Le elezioni hanno conseguenze

30.06.2016

L’ultimo numero di IL ha affrontato la questione più importante della nostra epoca: la crisi della globalizzazione. Ce ne occupiamo da almeno quattro anni e al tema abbiamo dedicato sette copertine. Lo shock per l’uscita del Regno Unito dall’Unione europea, assieme ai successi populisti di Roma e Torino, per non parlare di quelli di Donald Trump, finalmente costringe tutti a occuparsene. Abbiamo ricordato, numeri alla mano, che l’alternativa alla globalizzazione non è detto che sia migliore, anzi, e ci fa piacere che il settimanale Bloomberg abbia pubblicato un’inchiesta simile alla nostra per raccontare lo straordinario successo di questi anni nell’abbattere la povertà nel mondo.

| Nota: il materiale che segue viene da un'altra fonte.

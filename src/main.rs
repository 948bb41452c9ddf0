//! Discount-Harvest main entry point
//!
//! This is the command-line interface an external scheduler invokes. `scrape`
//! and `load` are the two pipeline steps; `run` chains them.

use clap::{Parser, Subcommand};
use discount_harvest::config::{load_config_with_hash, Config};
use discount_harvest::storage::{ListingQuery, QueryService, DEFAULT_PER_PAGE};
use discount_harvest::HarvestError;
use std::path::{Path, PathBuf};
use std::process::ExitCode;
use tracing_subscriber::EnvFilter;

/// Discount-Harvest: crawl a paginated listing for discounted products
///
/// Scrapes every listing page up to the configured ceiling, stages the
/// discounted items to CSV and appends them to a SQLite catalog.
#[derive(Parser, Debug)]
#[command(name = "discount-harvest")]
#[command(version)]
#[command(about = "Scheduled crawler for discounted listings", long_about = None)]
struct Cli {
    /// Path to TOML configuration file
    #[arg(value_name = "CONFIG")]
    config: PathBuf,

    /// Increase logging verbosity (-v, -vv, -vvv)
    #[arg(short, long, action = clap::ArgAction::Count, global = true)]
    verbose: u8,

    /// Suppress non-error output
    #[arg(short, long, conflicts_with = "verbose", global = true)]
    quiet: bool,

    #[command(subcommand)]
    command: Command,
}

#[derive(Subcommand, Debug)]
enum Command {
    /// Crawl the listing and overwrite the staging file
    Scrape,

    /// Append the staging file to the catalog
    Load,

    /// Scrape, then load if the crawl did not stop on a fetch error
    Run,

    /// Print one page of catalog results, highest discount first
    Query {
        /// Substring to match in product names
        #[arg(short, long, default_value = "")]
        search: String,

        /// 1-based result page
        #[arg(short, long, default_value_t = 1)]
        page: u32,

        /// Results per page
        #[arg(long, default_value_t = DEFAULT_PER_PAGE)]
        per_page: u32,
    },

    /// Validate the configuration and print the effective settings
    Check,
}

#[tokio::main]
async fn main() -> ExitCode {
    let cli = Cli::parse();

    setup_logging(cli.verbose, cli.quiet);

    match execute(cli).await {
        Ok(code) => code,
        Err(e) => {
            tracing::error!("{}", e);
            ExitCode::FAILURE
        }
    }
}

async fn execute(cli: Cli) -> Result<ExitCode, HarvestError> {
    // Credentials and paths may come from a .env file next to the scheduler
    if let Ok(path) = dotenvy::dotenv() {
        tracing::debug!("Loaded environment from {}", path.display());
    }

    tracing::info!("Loading configuration from: {}", cli.config.display());
    let (config, config_hash) = load_config_with_hash(&cli.config)?;
    tracing::info!("Configuration loaded successfully (hash: {})", config_hash);

    match cli.command {
        Command::Scrape => Ok(scrape_exit_code(handle_scrape(&config).await?)),
        Command::Load => handle_load(&config),
        Command::Run => {
            if handle_scrape(&config).await? {
                handle_load(&config)
            } else {
                tracing::warn!("Skipping load because the scrape was incomplete");
                Ok(scrape_exit_code(false))
            }
        }
        Command::Query {
            search,
            page,
            per_page,
        } => {
            let query = ListingQuery {
                search,
                page,
                per_page,
            };
            handle_query(&config, &query)?;
            Ok(ExitCode::SUCCESS)
        }
        Command::Check => {
            handle_check(&config);
            Ok(ExitCode::SUCCESS)
        }
    }
}

/// Sets up the logging/tracing subscriber based on verbosity level
fn setup_logging(verbose: u8, quiet: bool) {
    let filter = if quiet {
        EnvFilter::new("error")
    } else {
        match verbose {
            0 => EnvFilter::new("discount_harvest=info,warn"),
            1 => EnvFilter::new("discount_harvest=debug,info"),
            2 => EnvFilter::new("discount_harvest=trace,debug"),
            _ => EnvFilter::new("trace"),
        }
    };

    tracing_subscriber::fmt()
        .with_env_filter(filter)
        .with_target(false)
        .with_thread_ids(false)
        .with_file(false)
        .init();
}

/// A crawl that stopped on a fetch error exits non-zero so the scheduler
/// retries the whole run
fn scrape_exit_code(complete: bool) -> ExitCode {
    if complete {
        ExitCode::SUCCESS
    } else {
        ExitCode::from(2)
    }
}

/// Handles `scrape`; returns whether the crawl ran to a normal stop
async fn handle_scrape(config: &Config) -> Result<bool, HarvestError> {
    let report = discount_harvest::scrape(config).await?;
    let elapsed = report.finished_at - report.started_at;

    tracing::info!(
        "Scrape finished in {}s: {} pages, {} records staged, {} items skipped, stop reason: {}",
        elapsed.num_seconds(),
        report.pages_fetched,
        report.staged,
        report.items_skipped,
        report.stop.label()
    );

    if report.is_partial() {
        tracing::error!("Scrape incomplete: {}", report.stop);
        return Ok(false);
    }

    Ok(true)
}

/// Handles `load`
fn handle_load(config: &Config) -> Result<ExitCode, HarvestError> {
    let rows = discount_harvest::load(config)?;
    tracing::info!("Load finished: {} rows written", rows);
    Ok(ExitCode::SUCCESS)
}

/// Handles `query`: prints one page of results
fn handle_query(config: &Config, query: &ListingQuery) -> Result<(), HarvestError> {
    let service = QueryService::open(Path::new(&config.storage.database_path))?;
    let page = service.search(query)?;

    println!(
        "Page {} of {} ({} products matching \"{}\")\n",
        page.current_page, page.total_pages, page.total_products, query.search
    );

    for row in &page.rows {
        println!(
            "{:>5}  {}\n       now {} (was {})",
            row.discount_label,
            row.product_name,
            row.price_after_discount,
            row.price_before_discount
        );
    }

    if !page.visible_pages.is_empty() {
        let links: Vec<String> = page
            .visible_pages
            .clone()
            .map(|p| {
                if p == page.current_page {
                    format!("[{}]", p)
                } else {
                    p.to_string()
                }
            })
            .collect();
        println!("\nPages: {}", links.join(" "));
    }

    Ok(())
}

/// Handles `check`: validates config and shows what would be crawled
fn handle_check(config: &Config) {
    println!("=== Discount-Harvest Configuration ===\n");

    println!("Listing:");
    println!("  Base URL: {}", config.listing.base_url);
    println!("  Max pages: {}", config.listing.max_pages);
    println!("  Page delay: {}ms", config.listing.page_delay_ms);
    println!("  Request timeout: {}s", config.listing.request_timeout_secs);

    println!("\nSelectors:");
    println!("  Item: {}", config.selectors.item);
    println!("  Name: {}", config.selectors.name);
    println!("  Price: {}", config.selectors.price);
    println!("  Old price attribute: {}", config.selectors.old_price_attribute);
    println!("  Discount badge: {}", config.selectors.discount);

    println!("\nUser Agent:");
    println!(
        "  {}",
        discount_harvest::crawler::user_agent_string(&config.user_agent)
    );

    println!("\nStorage:");
    println!("  Staging file: {}", config.storage.staging_path);
    println!("  Database: {}", config.storage.database_path);

    println!("\n✓ Configuration is valid");
    println!(
        "✓ Would fetch {}1 through {}{}",
        config.listing.base_url, config.listing.base_url, config.listing.max_pages
    );
}
//! Catalog schema definitions
//!
//! The catalog is an append log: no primary key, no uniqueness constraint.
//! Every load appends its full staged set again.

/// Name of the destination table
pub const TABLE_NAME: &str = "discountedproducts";

/// SQL schema for the catalog
pub const SCHEMA_SQL: &str = r#"
CREATE TABLE IF NOT EXISTS discountedproducts (
    "Product Name" VARCHAR(255),
    "Price Before Discount" VARCHAR(255),
    "Current Price After Discount" VARCHAR(255),
    "Discount" VARCHAR(255)
);
"#;

/// Parameterized insert of one record
pub const INSERT_SQL: &str = r#"
INSERT INTO discountedproducts
    ("Product Name", "Price Before Discount", "Current Price After Discount", "Discount")
VALUES (?1, ?2, ?3, ?4)
"#;

/// Initializes the catalog schema; a no-op when the table already exists
pub fn initialize_schema(conn: &rusqlite::Connection) -> Result<(), rusqlite::Error> {
    conn.execute_batch(SCHEMA_SQL)?;
    Ok(())
}
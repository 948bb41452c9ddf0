//! Catalog loader - the bulk append step of the pipeline
//!
//! A loader holds only the database location. Each `load` call opens its own
//! connection, ensures the table, appends the batch in a single transaction
//! and closes the connection again, whether the batch committed or not.

use crate::record::DiscountRecord;
use crate::storage::schema::TABLE_NAME;
use crate::storage::sqlite::SqliteCatalog;
use crate::storage::traits::{Catalog, LoadResult};
use std::path::PathBuf;

/// Appends staged records to the SQLite catalog
#[derive(Debug, Clone)]
pub struct CatalogLoader {
    database_path: PathBuf,
}

impl CatalogLoader {
    /// Creates a loader for the catalog at `database_path`
    pub fn new(database_path: impl Into<PathBuf>) -> Self {
        Self {
            database_path: database_path.into(),
        }
    }

    /// Appends all records atomically
    ///
    /// # Returns
    ///
    /// * `Ok(usize)` - Number of rows written
    /// * `Err(LoadError)` - Nothing was written
    pub fn load(&self, records: &[DiscountRecord]) -> LoadResult<usize> {
        let mut catalog = SqliteCatalog::open(&self.database_path)?;

        let result = append_all(&mut catalog, records);

        // Release the connection on both paths; a close failure only matters
        // when the batch itself succeeded
        let closed = catalog.close();
        let written = result?;
        closed?;

        tracing::info!(
            "The table {} has been updated with {} records",
            TABLE_NAME,
            written
        );
        Ok(written)
    }
}

fn append_all(catalog: &mut dyn Catalog, records: &[DiscountRecord]) -> LoadResult<usize> {
    catalog.ensure_table()?;
    catalog.append_records(records).map_err(|e| {
        tracing::error!("Failed to insert data into the catalog: {}", e);
        e
    })
}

La Brexit, che con un pizzico di mitomania avevamo provato a scongiurare con il numero Please don’t go, si spera sia il punto più basso della protesta globale di questi anni. Si intravede qualche segnale che l’impazzimento possa aver raggiunto il limite, a cominciare dal pentimento di cui parlano i giornali inglesi e dal tentativo di rallentare l’uscita che il fronte “Leave” cerca di ottenere dalle istituzioni europee. E quindi potrebbe anche non essere un caso che qualche giorno dopo il disastro Brexit, con le conseguenze negative sui mercati e lo stupore dell’opinione pubblica internazionale, il partito di protesta spagnolo Podemos, alleato in questa tornata elettorale ai comunisti di Izquierda Unida, abbia inaspettatamente perso le elezioni che fino al giorno prima di Brexit sembravano vinte. Non è certamente un caso, invece, che il leader della sinistra radicale inglese Jeremy Corbyn, eletto trionfalmente qualche mese fa alla guida del Labour con una piattaforma di alternativa neo marxista, sia stato clamorosamente sfiduciato dai parlamentari del suo partito e da buona parte del suo governo ombra. Anche la stella di Bernie Sanders, in America, sembra essersi appannata. Insomma, c’è qualche speranza che la gente si stia accorgendo di quali disastri potrebbero capitare in caso di cessione della sovranità a demagoghi e populisti di destra e di sinistra. Le elezioni hanno conseguenze, il voto è una cosa seria che non può essere cancellato come un tweet scritto male e inviato frettolosamente. Ci penseranno gli americani, a novembre, prima di votare Donald Trump? E, ancora prima, a ottobre, gli italiani prima di bocciare l’ottima riforma costituzionale che ci garantisce finalmente un processo legislativo e politico più veloce?